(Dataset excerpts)

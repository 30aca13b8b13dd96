fn main() {
    if let Ok(target) = std::env::var("TARGET") {
        println!("cargo:rustc-env=PKTPLAN_BUILD_TARGET={target}");
    }
    println!("cargo:rerun-if-env-changed=TARGET");
}
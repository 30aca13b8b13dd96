//! Sample catalogue used by the CLI and the integration tests.
//!
//! It covers each field form once: an enum through [`EnumCodec`], a
//! struct through a hand-written [`CustomCodec`], bit and flag conditions,
//! a computed property, a raw tail, and two module packets under the
//! multiplexed id.

use bytes::{BufMut, Bytes, BytesMut};
use pktplan_plan::{Condition, Discriminator, Packet, PacketSchema, PacketType};
use pktplan_registry::{Catalogue, PacketRegistry, RegistryBuilder};
use pktplan_wire::{ByteSource, CustomCodec, EnumCodec, Result as WireResult};

/// What a [`DimensionUpdate`] asks the proxy to do.
#[derive(Debug, Clone, Copy, Default, PartialEq, Eq)]
pub enum SubMessageId {
    #[default]
    ClientAddress,
    ChangeServer,
    ChangeCustomizedServer,
    GetOnlineInfo,
}

impl From<SubMessageId> for i16 {
    fn from(id: SubMessageId) -> i16 {
        match id {
            SubMessageId::ClientAddress => 1,
            SubMessageId::ChangeServer => 2,
            SubMessageId::ChangeCustomizedServer => 3,
            SubMessageId::GetOnlineInfo => 4,
        }
    }
}

impl TryFrom<i16> for SubMessageId {
    type Error = i16;

    fn try_from(raw: i16) -> Result<Self, i16> {
        match raw {
            1 => Ok(SubMessageId::ClientAddress),
            2 => Ok(SubMessageId::ChangeServer),
            3 => Ok(SubMessageId::ChangeCustomizedServer),
            4 => Ok(SubMessageId::GetOnlineInfo),
            other => Err(other),
        }
    }
}

/// Server-switch and address exchange between a client and a proxy.
///
/// `port` is only on the wire for `ChangeCustomizedServer`.
#[derive(Debug, Clone, Default, PartialEq, Eq)]
pub struct DimensionUpdate {
    pub sub_type: SubMessageId,
    pub content: String,
    pub port: u16,
}

impl PacketType for DimensionUpdate {
    const DISCRIMINATOR: Discriminator = Discriminator::Message(67);

    fn schema() -> PacketSchema<Self> {
        PacketSchema::<Self>::new()
            .custom("sub_type", |p| &p.sub_type, |p, v| p.sub_type = v)
            .text("content", |p| p.content.as_str(), |p, v| p.content = v)
            .flag_property("has_port", |p| {
                p.sub_type == SubMessageId::ChangeCustomizedServer
            })
            .u16("port", |p| p.port, |p, v| p.port = v)
            .when(Condition::flag("has_port"))
    }
}

/// Bits of [`PlayerUpdate::flags`].
pub mod player_flags {
    pub const POSITION: u8 = 1 << 0;
    pub const HEALTH: u8 = 1 << 2;
}

/// Partial player state; absent parts are omitted from the wire.
#[derive(Debug, Clone, Default, PartialEq, Eq)]
pub struct PlayerUpdate {
    pub flags: u8,
    pub player_id: u8,
    pub x: i32,
    pub y: i32,
    pub health: i16,
    pub has_title: bool,
    pub title: String,
}

impl PacketType for PlayerUpdate {
    const DISCRIMINATOR: Discriminator = Discriminator::Message(13);

    fn schema() -> PacketSchema<Self> {
        PacketSchema::<Self>::new()
            .u8("flags", |p| p.flags, |p, v| p.flags = v)
            .u8("player_id", |p| p.player_id, |p, v| p.player_id = v)
            .i32("x", |p| p.x, |p, v| p.x = v)
            .when(Condition::bit("flags", 0))
            .i32("y", |p| p.y, |p, v| p.y = v)
            .when(Condition::bit("flags", 0))
            .i16("health", |p| p.health, |p, v| p.health = v)
            .when(Condition::bit("flags", 2))
            .bool("has_title", |p| p.has_title, |p, v| p.has_title = v)
            .text("title", |p| p.title.as_str(), |p, v| p.title = v)
            .when(Condition::flag("has_title"))
    }
}

/// Opaque bytes forwarded on a numbered channel.
#[derive(Debug, Clone, Default, PartialEq, Eq)]
pub struct RawPayload {
    pub channel: i16,
    pub data: Bytes,
}

impl PacketType for RawPayload {
    const DISCRIMINATOR: Discriminator = Discriminator::Message(100);

    fn schema() -> PacketSchema<Self> {
        PacketSchema::<Self>::new()
            .i16("channel", |p| p.channel, |p, v| p.channel = v)
            .raw_tail("data", |p| p.data.as_ref(), |p, v| p.data = v)
    }
}

/// 24-bit RGB color.
#[derive(Debug, Clone, Copy, Default, PartialEq, Eq)]
pub struct Color {
    pub r: u8,
    pub g: u8,
    pub b: u8,
}

/// Three bytes, red first.
#[derive(Debug, Default)]
pub struct ColorCodec;

impl CustomCodec for ColorCodec {
    type Value = Color;

    fn write(&self, value: &Color, dst: &mut BytesMut) -> WireResult<()> {
        dst.put_slice(&[value.r, value.g, value.b]);
        Ok(())
    }

    fn read(&self, src: &mut ByteSource) -> WireResult<Color> {
        Ok(Color {
            r: src.read_u8()?,
            g: src.read_u8()?,
            b: src.read_u8()?,
        })
    }
}

/// Chat line, sent as module 1.
#[derive(Debug, Clone, Default, PartialEq, Eq)]
pub struct ChatModule {
    pub author: u8,
    pub color: Color,
    pub text: String,
}

impl PacketType for ChatModule {
    const DISCRIMINATOR: Discriminator = Discriminator::Module(1);

    fn schema() -> PacketSchema<Self> {
        PacketSchema::<Self>::new()
            .u8("author", |p| p.author, |p, v| p.author = v)
            .custom("color", |p| &p.color, |p, v| p.color = v)
            .text("text", |p| p.text.as_str(), |p, v| p.text = v)
    }
}

/// Keep-alive, sent as module 2.
#[derive(Debug, Clone, Default, PartialEq, Eq)]
pub struct PingModule {
    pub sequence: i32,
}

impl PacketType for PingModule {
    const DISCRIMINATOR: Discriminator = Discriminator::Module(2);

    fn schema() -> PacketSchema<Self> {
        PacketSchema::<Self>::new().i32("sequence", |p| p.sequence, |p, v| p.sequence = v)
    }
}

/// Installs every demo packet type and the codecs they need.
#[derive(Debug, Default)]
pub struct DemoCatalogue;

impl Catalogue for DemoCatalogue {
    fn install(&self, builder: RegistryBuilder) -> RegistryBuilder {
        builder
            .codec(EnumCodec::<SubMessageId, i16>::new())
            .codec(ColorCodec)
            .packet::<DimensionUpdate>()
            .packet::<PlayerUpdate>()
            .packet::<RawPayload>()
            .packet::<ChatModule>()
            .packet::<PingModule>()
    }
}

/// Registry holding the demo catalogue with default config.
pub fn registry() -> PacketRegistry {
    RegistryBuilder::new().catalogue(&DemoCatalogue).build()
}

/// Named sample packets, one or more per demo type.
pub fn samples() -> Vec<(&'static str, Box<dyn Packet>)> {
    vec![
        (
            "dimension-update",
            Box::new(DimensionUpdate {
                sub_type: SubMessageId::ChangeServer,
                content: "lobby".to_string(),
                port: 0,
            }),
        ),
        (
            "dimension-update-port",
            Box::new(DimensionUpdate {
                sub_type: SubMessageId::ChangeCustomizedServer,
                content: "127.0.0.1".to_string(),
                port: 7777,
            }),
        ),
        (
            "player-update",
            Box::new(PlayerUpdate {
                flags: player_flags::POSITION | player_flags::HEALTH,
                player_id: 4,
                x: 1200,
                y: -64,
                health: 400,
                has_title: true,
                title: "builder".to_string(),
            }),
        ),
        (
            "raw-payload",
            Box::new(RawPayload {
                channel: 3,
                data: Bytes::from_static(b"\x00\x01\x02\x03"),
            }),
        ),
        (
            "chat",
            Box::new(ChatModule {
                author: 2,
                color: Color {
                    r: 255,
                    g: 200,
                    b: 0,
                },
                text: "hello".to_string(),
            }),
        ),
        ("ping", Box::new(PingModule { sequence: 1 })),
    ]
}

/// Look up a sample by name.
pub fn sample(name: &str) -> Option<Box<dyn Packet>> {
    samples()
        .into_iter()
        .find(|(sample, _)| *sample == name)
        .map(|(_, packet)| packet)
}
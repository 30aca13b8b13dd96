use pktplan::demo;

use crate::cmd::CatalogueArgs;
use crate::exit::{CliResult, SUCCESS};
use crate::output::{print_catalogue, short_type_name, FieldRecord, OutputFormat, TypeRecord};

pub fn run(_args: CatalogueArgs, format: OutputFormat) -> CliResult<i32> {
    let registry = demo::registry();

    let types: Vec<TypeRecord> = registry
        .registered()
        .into_iter()
        .map(|ty| TypeRecord {
            discriminator: ty.discriminator.to_string(),
            name: short_type_name(ty.name),
            fields: ty
                .fields
                .into_iter()
                .map(|field| FieldRecord {
                    name: field.name,
                    kind: field.kind.to_string(),
                    condition: field.condition.map(|c| c.to_string()),
                })
                .collect(),
        })
        .collect();

    print_catalogue(&types, format);
    Ok(SUCCESS)
}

Exercise goal >> In the records above, how many lines hold the string "through"? Give the number only.

Task answer >> 2